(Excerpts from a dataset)
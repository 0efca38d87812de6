//! CLI-specific error types
//!
//! Every CLI error terminates the process with a non-zero exit code. A
//! document rejection also exits non-zero, but only after the structured
//! rejection report has been written to stdout.

use std::fmt;
use std::io;

use crate::schema::ConfigError;
use crate::store::StoreError;

/// CLI error codes
#[derive(Debug, Clone, PartialEq, Eq)]
pub enum CliErrorCode {
    /// Configuration file error
    ConfigError,
    /// I/O error (stdin/stdout)
    IoError,
    /// Data directory already initialized
    AlreadyInitialized,
    /// Data directory missing
    NotInitialized,
    /// Schema or predicate defect
    SchemaConfig,
    /// Document failed validation
    Rejected,
    /// Store operation failed
    StoreFailure,
}

impl CliErrorCode {
    /// Get the error code string
    pub fn code(&self) -> &'static str {
        match self {
            Self::ConfigError => "VERI_CLI_CONFIG_ERROR",
            Self::IoError => "VERI_CLI_IO_ERROR",
            Self::AlreadyInitialized => "VERI_CLI_ALREADY_INITIALIZED",
            Self::NotInitialized => "VERI_CLI_NOT_INITIALIZED",
            Self::SchemaConfig => "VERI_CLI_SCHEMA_CONFIG",
            Self::Rejected => "VERI_CLI_REJECTED",
            Self::StoreFailure => "VERI_CLI_STORE_FAILURE",
        }
    }
}

/// CLI error
#[derive(Debug)]
pub struct CliError {
    code: CliErrorCode,
    message: String,
}

impl CliError {
    /// Create a new CLI error
    pub fn new(code: CliErrorCode, message: impl Into<String>) -> Self {
        Self {
            code,
            message: message.into(),
        }
    }

    /// Config file error
    pub fn config_error(msg: impl Into<String>) -> Self {
        Self::new(CliErrorCode::ConfigError, msg)
    }

    /// I/O error
    pub fn io_error(msg: impl Into<String>) -> Self {
        Self::new(CliErrorCode::IoError, msg)
    }

    /// Already initialized
    pub fn already_initialized() -> Self {
        Self::new(
            CliErrorCode::AlreadyInitialized,
            "Data directory already initialized",
        )
    }

    /// Not initialized
    pub fn not_initialized() -> Self {
        Self::new(
            CliErrorCode::NotInitialized,
            "Data directory not initialized. Run 'veridoc init' first.",
        )
    }

    /// Document rejected by validation
    pub fn rejected(failure_count: usize) -> Self {
        Self::new(
            CliErrorCode::Rejected,
            format!("Document rejected with {} failure(s)", failure_count),
        )
    }

    /// Get the error code
    pub fn code(&self) -> &CliErrorCode {
        &self.code
    }

    /// Get the error code string
    pub fn code_str(&self) -> &'static str {
        self.code.code()
    }

    /// Get the error message
    pub fn message(&self) -> &str {
        &self.message
    }
}

impl fmt::Display for CliError {
    fn fmt(&self, f: &mut fmt::Formatter<'_>) -> fmt::Result {
        write!(f, "{}: {}", self.code.code(), self.message)
    }
}

impl std::error::Error for CliError {}

impl From<io::Error> for CliError {
    fn from(e: io::Error) -> Self {
        Self::io_error(e.to_string())
    }
}

impl From<serde_json::Error> for CliError {
    fn from(e: serde_json::Error) -> Self {
        Self::io_error(format!("JSON error: {}", e))
    }
}

impl From<ConfigError> for CliError {
    fn from(e: ConfigError) -> Self {
        Self::new(CliErrorCode::SchemaConfig, e.to_string())
    }
}

impl From<StoreError> for CliError {
    fn from(e: StoreError) -> Self {
        Self::new(CliErrorCode::StoreFailure, e.to_string())
    }
}

/// CLI result type
pub type CliResult<T> = Result<T, CliError>;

> **Instructions to follow**:
Provide a verbatim copy of all the entries.

> **Result for this task**:
repository 0efca38d87812de6
//! CLI-specific error types
//!
//! Every CLI error terminates the process with a non-zero exit code. A
//! document rejection also exits non-zero, but only after the structured
//! rejection report has been written to stdout.

use std::fmt;
use std::io;

use crate::schema::ConfigError;
use crate::store::StoreError;

/// CLI error codes
#[derive(Debug, Clone, PartialEq, Eq)]
pub enum CliErrorCode {
    /// Configuration file error
    ConfigError,
    /// I/O error (stdin/stdout)
    IoError,
    /// Data directory already initialized
    AlreadyInitialized,
    /// Data directory missing
    NotInitialized,
    /// Schema or predicate defect
    SchemaConfig,
    /// Document failed validation
    Rejected,
    /// Store operation failed
    StoreFailure,
}

impl CliErrorCode {
    /// Get the error code string
    pub fn code(&self) -> &'static str {
        match self {
            Self::ConfigError => "VERI_CLI_CONFIG_ERROR",
            Self::IoError => "VERI_CLI_IO_ERROR",
            Self::AlreadyInitialized => "VERI_CLI_ALREADY_INITIALIZED",
            Self::NotInitialized => "VERI_CLI_NOT_INITIALIZED",
            Self::SchemaConfig => "VERI_CLI_SCHEMA_CONFIG",
            Self::Rejected => "VERI_CLI_REJECTED",
            Self::StoreFailure => "VERI_CLI_STORE_FAILURE",
        }
    }
}

/// CLI error
#[derive(Debug)]
pub struct CliError {
    code: CliErrorCode,
    message: String,
}

impl CliError {
    /// Create a new CLI error
    pub fn new(code: CliErrorCode, message: impl Into<String>) -> Self {
        Self {
            code,
            message: message.into(),
        }
    }

    /// Config file error
    pub fn config_error(msg: impl Into<String>) -> Self {
        Self::new(CliErrorCode::ConfigError, msg)
    }

    /// I/O error
    pub fn io_error(msg: impl Into<String>) -> Self {
        Self::new(CliErrorCode::IoError, msg)
    }

    /// Already initialized
    pub fn already_initialized() -> Self {
        Self::new(
            CliErrorCode::AlreadyInitialized,
            "Data directory already initialized",
        )
    }

    /// Not initialized
    pub fn not_initialized() -> Self {
        Self::new(
            CliErrorCode::NotInitialized,
            "Data directory not initialized. Run 'veridoc init' first.",
        )
    }

    /// Document rejected by validation
    pub fn rejected(failure_count: usize) -> Self {
        Self::new(
            CliErrorCode::Rejected,
            format!("Document rejected with {} failure(s)", failure_count),
        )
    }

    /// Get the error code
    pub fn code(&self) -> &CliErrorCode {
        &self.code
    }

    /// Get the error code string
    pub fn code_str(&self) -> &'static str {
        self.code.code()
    }

    /// Get the error message
    pub fn message(&self) -> &str {
        &self.message
    }
}

impl fmt::Display for CliError {
    fn fmt(&self, f: &mut fmt::Formatter<'_>) -> fmt::Result {
        write!(f, "{}: {}", self.code.code(), self.message)
    }
}

impl std::error::Error for CliError {}

impl From<io::Error> for CliError {
    fn from(e: io::Error) -> Self {
        Self::io_error(e.to_string())
    }
}

impl From<serde_json::Error> for CliError {
    fn from(e: serde_json::Error) -> Self {
        Self::io_error(format!("JSON error: {}", e))
    }
}

impl From<ConfigError> for CliError {
    fn from(e: ConfigError) -> Self {
        Self::new(CliErrorCode::SchemaConfig, e.to_string())
    }
}

impl From<StoreError> for CliError {
    fn from(e: StoreError) -> Self {
        Self::new(CliErrorCode::StoreFailure, e.to_string())
    }
}

/// CLI result type
pub type CliResult<T> = Result<T, CliError>;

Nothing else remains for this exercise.